I'm not sure if this is the right place to post, sorry if its not:

Problem:
"Each symbol represents a digit.
If %u263B%u263B+ %u29EB%u29EB = %u29EB%u29EB%u25CE; How much is: (%u263B%u263B)*(%u29EB%u29EB)"

I don't have the answer.

Can anyone help me?
I think this should be easy but I haven't studied maths in years.

Ugh,

Try that again:

Problem:
"Each symbol represents a digit.
If AA + BB = BBC; How much is (AA)*(BB)?"

At 1/8/12 04:30 PM, Wronzoff wrote: Problem:
"Each symbol represents a digit.
If AA + BB = BBC; How much is (AA)*(BB)?"

I'm not a member of this club, but I fancy tackling this.

- A + B > 9, otherwise the sum wouldn't go into triple figures.
- When you're summing together single digit numbers, the total isn't going to be larger than 19. Therefore the first digit in the total, B, is 1.
- In order to get A + B > 9 with a single digit for A, A can only be 9.
(So C is 0, and 99+11 = 110)

Final part is 99*11, which equals 1089.

At 1/8/12 04:30 PM, Wronzoff wrote: Ugh,

Try that again:

Problem:
"Each symbol represents a digit.
If AA + BB = BBC; How much is (AA)*(BB)?"

lol

At 1/8/12 04:30 PM, Wronzoff wrote: Ugh,

Try that again:

Problem:
"Each symbol represents a digit.
If AA + BB = BBC; How much is (AA)*(BB)?"

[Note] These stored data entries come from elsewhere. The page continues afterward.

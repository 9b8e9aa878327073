//! Suggestion engine implementation

use rust_decimal::Decimal;

use super::types::*;
use crate::domain::contract::{Contract, ContractType};
use crate::domain::user::{first_with_role, User, UserRole};

/// Picks default approvers per track.
///
/// Each track is decided independently. "First member with role X" means
/// the first match in roster order; there is no secondary ranking.
#[derive(Clone, Debug, Default)]
pub struct ApprovalSuggestionEngine {
    thresholds: SuggestionThresholds,
}

impl ApprovalSuggestionEngine {
    pub fn new(thresholds: SuggestionThresholds) -> Self {
        Self { thresholds }
    }

    pub fn suggest(&self, contract: &Contract, roster: &[User]) -> Suggestion {
        let value = contract.value_or_zero();

        Suggestion {
            content: self.suggest_content(value, roster),
            finance: self.suggest_finance(value, roster),
            legal: self.suggest_legal(value, contract.effective_type(), roster),
        }
    }

    /// Display-only notice; never changes what `suggest` returns.
    pub fn advisory(&self, contract: &Contract) -> Option<Advisory> {
        (contract.value_or_zero() > self.thresholds.full_review)
            .then_some(Advisory::FullReviewRecommended)
    }

    fn suggest_content(&self, value: Decimal, roster: &[User]) -> Option<TrackSuggestion> {
        // No fallback to a manager when the director branch finds nobody.
        if value > self.thresholds.director {
            return pick(roster, UserRole::Director, SuggestionReason::DirectorForHighValue);
        }

        if value > self.thresholds.manager {
            return pick(roster, UserRole::Manager, SuggestionReason::ManagerForMidValue);
        }

        None
    }

    fn suggest_finance(&self, value: Decimal, roster: &[User]) -> Option<TrackSuggestion> {
        if value > self.thresholds.finance {
            return pick(roster, UserRole::Finance, SuggestionReason::FinanceReviewForHighValue);
        }

        None
    }

    fn suggest_legal(
        &self,
        value: Decimal,
        contract_type: ContractType,
        roster: &[User],
    ) -> Option<TrackSuggestion> {
        let reason = if contract_type == ContractType::Commercial {
            SuggestionReason::LegalReviewForCommercial
        } else if value > self.thresholds.legal {
            SuggestionReason::LegalRiskForHighValue
        } else {
            return None;
        };

        pick(roster, UserRole::Legal, reason)
    }
}

fn pick(roster: &[User], role: UserRole, reason: SuggestionReason) -> Option<TrackSuggestion> {
    first_with_role(roster, role)
        .map(|user| TrackSuggestion { approver: user.id.clone(), reason })
}
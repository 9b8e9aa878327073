use std::io;

use pactum_core::config::{LogFormat, LoggingConfig};
use tracing::Level;

/// Installs the global subscriber. Output goes to stderr so stdout carries
/// only the command payload.
pub fn init_logging(config: &LoggingConfig) {
    let log_level = config.level.parse::<Level>().unwrap_or(Level::INFO);
    let builder = tracing_subscriber::fmt()
        .with_writer(io::stderr)
        .with_target(false)
        .with_max_level(log_level);

    match config.format {
        LogFormat::Compact => builder.compact().init(),
        LogFormat::Pretty => builder.pretty().init(),
        LogFormat::Json => builder.json().init(),
    }
}
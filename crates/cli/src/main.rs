use std::process::ExitCode;

fn main() -> ExitCode {
    pactum_cli::run()
}
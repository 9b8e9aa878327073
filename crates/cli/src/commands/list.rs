use std::path::PathBuf;

use pactum_core::domain::contract::{Contract, ContractStatus};
use pactum_core::listing::ContractQuery;
use serde::Serialize;

use crate::commands::{read_json, CommandResult};

const COMMAND: &str = "list";

#[derive(Clone, Debug)]
pub struct ListArgs {
    pub contracts: PathBuf,
    pub search: Option<String>,
    pub status: Option<ContractStatus>,
}

#[derive(Debug, Serialize)]
struct ListEntry<'a> {
    id: &'a str,
    title: &'a str,
    status: ContractStatus,
    status_label: &'static str,
}

pub fn run(args: &ListArgs) -> CommandResult {
    let contracts: Vec<Contract> = match read_json(&args.contracts) {
        Ok(contracts) => contracts,
        Err(error) => return CommandResult::input_failure(COMMAND, &error),
    };

    let query = ContractQuery { search: args.search.clone(), status: args.status };
    let entries = query
        .apply(&contracts)
        .into_iter()
        .map(|contract| ListEntry {
            id: contract.id.as_str(),
            title: &contract.title,
            status: contract.status,
            status_label: contract.status.label_vi(),
        })
        .collect::<Vec<_>>();

    tracing::debug!(
        event_name = "cli.list.filtered",
        total = contracts.len(),
        matched = entries.len(),
        "contract list filtered"
    );

    let message = format!("{} of {} contract(s) matched", entries.len(), contracts.len());
    CommandResult::success_with_data(COMMAND, message, &entries)
}
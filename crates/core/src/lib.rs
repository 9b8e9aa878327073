pub mod analytics;
pub mod approvals;
pub mod audit;
pub mod config;
pub mod domain;
pub mod errors;
pub mod gate;
pub mod listing;
pub mod suggestions;

pub use analytics::{summarize, AnalyticsSummary, GroupBy, Period, TimeFilter};
pub use approvals::{eligible_approvers, ApprovalSelection, ApprovalTrack, SelectionError};
pub use domain::contract::{Contract, ContractId, ContractStatus, ContractType};
pub use domain::user::{Permissions, User, UserId, UserRole};
pub use errors::{ApplicationError, DomainError};
pub use gate::{ActionGate, ContractAction, GatePolicy};
pub use listing::ContractQuery;
pub use suggestions::{
    Advisory, ApprovalSuggestionEngine, Locale, Suggestion, SuggestionReason, SuggestionThresholds,
    TrackSuggestion,
};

i have a better way. note that the sum of two two-digit number should be less than 200. B=1. since BBC is a three digit number, the only possible value for A is 9. so we are done.

call me a troll if you want, but i never realised that the standards in other countries is that low....

problem:
if possible, find the value(s) of a such that the following system of linear equations has solution(s).

2x+3y=-1
x+4y=2
ax+5y=3.

furthermore, write down the solution(s) if the system of equations is consistent.

At 1/8/12 11:10 PM, i-am-ghey wrote: i have a better way.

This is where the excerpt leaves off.